A Melman Minute
By: Leonard Melman
Long term readers will undoubtedly have noticed that
we have a certain affinity for charts and we would offer several reasons for
this. First, there is some real truth in the oft-quoted phrase that ‘a picture
is worth a thousand words.’ Next, several textbooks have been written regarding
the repetitive patterns that charts make and the claim has been made that these
patterns do have a predictive power. Third, and most important for our
analyses, charts reflect what markets participants have actually been doing
rather than simply what they are saying. We truly believe in the adage that
what a person does is much more important than what they say.
Having said that, we would note that several of the
charts which are important in our metals studies are now beginning to take on a
somewhat positive appearance. Below, please find some of the more important
ones.

Unlike several of the other base metals, copper has
shown good relative strength and lately has put in a clear patter of ‘rising
bottoms’ including (all prices US$) $2.40, $2.85 and, most recently, near
$3.60. Copper is now pressing toward the $4.00 area and a decisive break above
that level could be immensely bullish. (Ignore the recent ‘spike’ up to $4.40
as it reflects a charting error.)

The look of the long-term chart on silver appears
decidedly bullish to us and it places the recent correction into focus as simply
another correction within a long-term bull trend. During that correction,
silver never threatened the major support in the $14.50 area and with the price
now near $17.50, we believe a test of the previous high near $20.50 could be
close at hand.

Although it is not a metals chart per se, we regard
the performance of the ‘long bonds’ as one of the most critical measures of the
economic strength of America. If rates begin to rise sharply, which would be
reflected by falling quotes on the long bonds, then America is in trouble, and
our interpretation of this chart tells us the danger of such a bond breakdown
appears to be growing.

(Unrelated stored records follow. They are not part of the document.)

//! # Workspace Types
//!
//! Shared value types for the multi-workspace navigation system.
//!
//! ## Philosophy
//!
//! - **Handles are opaque**: callers never construct or interpret handle values
//! - **Records are state, not behavior**: all orchestration lives in the manager
//! - **Events are data**: lifecycle transitions are serializable values
//!
//! ## Non-Goals
//!
//! This is NOT:
//! - A UI model (no views, no layout)
//! - A persistence format (workspace state does not survive the process)

pub mod event;
pub mod handle;
pub mod record;

pub use event::WorkspaceEvent;
pub use handle::{HandleAllocator, WorkspaceHandle};
pub use record::{ControllerInfo, WorkspaceRecord};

The recent peak stopped short of the 2003 high and, in
addition, the most recent action in this chart has broken to the downside. We
now expect that the important support near 107 will be tested and, should that
fail to hold, a decline of substantial importance could take place in the coming
months and years, one which could induce an increasing level of financial panic
and, as history has taught us, rising panic has been an important ingredient of
past golden bull markets.
Speaking of charts, in yesterday’s MM we discussed
the Dow Jones Industrial Average and the importance of the 12,000 level. It did
not take long for the average to plunge downward through that number as the Dow
has traded as low as 11,875 this morning and, after about one hour of trading,
is down over 160 points. NASDAQ Composite and S&P 500 averages are down sharply
as well. The Dow is now threatening to break through the March 17 lows and,
unless that chart reverses to the upside quickly and with some vigor, the
general market’s future could look increasingly bleak - which, again by past
historic standards, could prove beneficial to the precious metals markets.

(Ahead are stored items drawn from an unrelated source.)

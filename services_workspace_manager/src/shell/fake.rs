//! Fake shell implementation for testing
//!
//! Provides a deterministic, in-memory shell that records every delegate
//! call. The call log is shared through a cloneable handle so tests keep
//! visibility after the fake has been boxed into the manager.

use super::ShellDelegate;
use std::cell::RefCell;
use std::rc::Rc;
use workspace_types::WorkspaceHandle;

/// One recorded delegate call
#[derive(Debug, Clone, PartialEq, Eq)]
pub enum ShellCall {
    /// `mount_workspace` was called
    Mount(WorkspaceHandle),
    /// `unmount_workspace` was called
    Unmount(WorkspaceHandle),
    /// `switch_focus` was called
    SwitchFocus {
        from: WorkspaceHandle,
        to: WorkspaceHandle,
    },
    /// `set_switcher_visible` was called
    SetSwitcherVisible(bool),
}

/// Cloneable handle onto a fake shell's call log
#[derive(Clone, Default)]
pub struct ShellLog {
    calls: Rc<RefCell<Vec<ShellCall>>>,
}

impl ShellLog {
    /// Returns a snapshot of all recorded calls, oldest first
    pub fn calls(&self) -> Vec<ShellCall> {
        self.calls.borrow().clone()
    }

    /// Number of recorded calls
    pub fn len(&self) -> usize {
        self.calls.borrow().len()
    }

    /// Checks whether nothing has been recorded
    pub fn is_empty(&self) -> bool {
        self.calls.borrow().is_empty()
    }

    /// Clears the recorded calls
    pub fn clear(&self) {
        self.calls.borrow_mut().clear();
    }

    fn record(&self, call: ShellCall) {
        self.calls.borrow_mut().push(call);
    }
}

/// Fake shell for testing
///
/// Records every call in order and otherwise does nothing.
#[derive(Default)]
pub struct FakeShell {
    log: ShellLog,
}

impl FakeShell {
    /// Creates a fake shell with an empty log
    pub fn new() -> Self {
        Self::default()
    }

    /// Returns a handle onto this shell's call log
    pub fn log(&self) -> ShellLog {
        self.log.clone()
    }
}

impl ShellDelegate for FakeShell {
    fn mount_workspace(&mut self, handle: WorkspaceHandle) {
        self.log.record(ShellCall::Mount(handle));
    }

    fn unmount_workspace(&mut self, handle: WorkspaceHandle) {
        self.log.record(ShellCall::Unmount(handle));
    }

    fn switch_focus(&mut self, from: WorkspaceHandle, to: WorkspaceHandle) {
        self.log.record(ShellCall::SwitchFocus { from, to });
    }

    fn set_switcher_visible(&mut self, visible: bool) {
        self.log.record(ShellCall::SetSwitcherVisible(visible));
    }
}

As we have noted several times, few components of
the entire market structure play as important a role as the petroleum complex.
We all know the price has been soaring powerfully during the past few years and
recently touched a high just below the $140 per barrel figure. While some blame
“speculators”, the reality is that supply and demand fundamentals have pointed
strongly toward higher prices as newly discovered petroleum finds have utterly
failed to keep up with depletion of present fields.
One of the possible hopes to make up for this
growing shortfall was through expansion of Canada’s oil sands, but those hopes
have now received a serious setback as several factors are now combining to
limit potential growth from that area. A recent study prepared by Claudia
Cataneo and published by the Financial Post includes a list of looming
difficulties for the industry and all of them appear to be limiting factors
regarding future oil sands development. These include climate change policy
impositions, regulatory and construction delays, higher Alberta royalties which
discourage investment and tightness in labor markets. We would also add howls
of anguish from the environmental community regarding eco-system damages caused
by tar sands development to that list as pressure from that group does have
substantial influence upon the governmental regulatory bureaucracies.
With worldwide crude oil demand expected to rise by
over one million barrels per day per year into the indefinite future, many
observers had been hoping that growth from Canadian sources could satisfy much
of that increasing demand, but latest estimates now show that growth from Canada
may average only about 170,000 - 200,000 barrels per day per year through 2020 -
far below what the world could use.
This potential slowdown of growth of supply from
Canada is yet another indication that high petroleum complex prices may remain
with us for years to come and could prove to be an important factor in rising
future published price inflation indexes which are watched so closely.
In other markets this morning, base metals are
generally higher, precious metals are strong, crude has recovered by over $3.00
per barrel from yesterday’s late selling and the U.S. Dollar has shown some
considerable weakness in currency markets.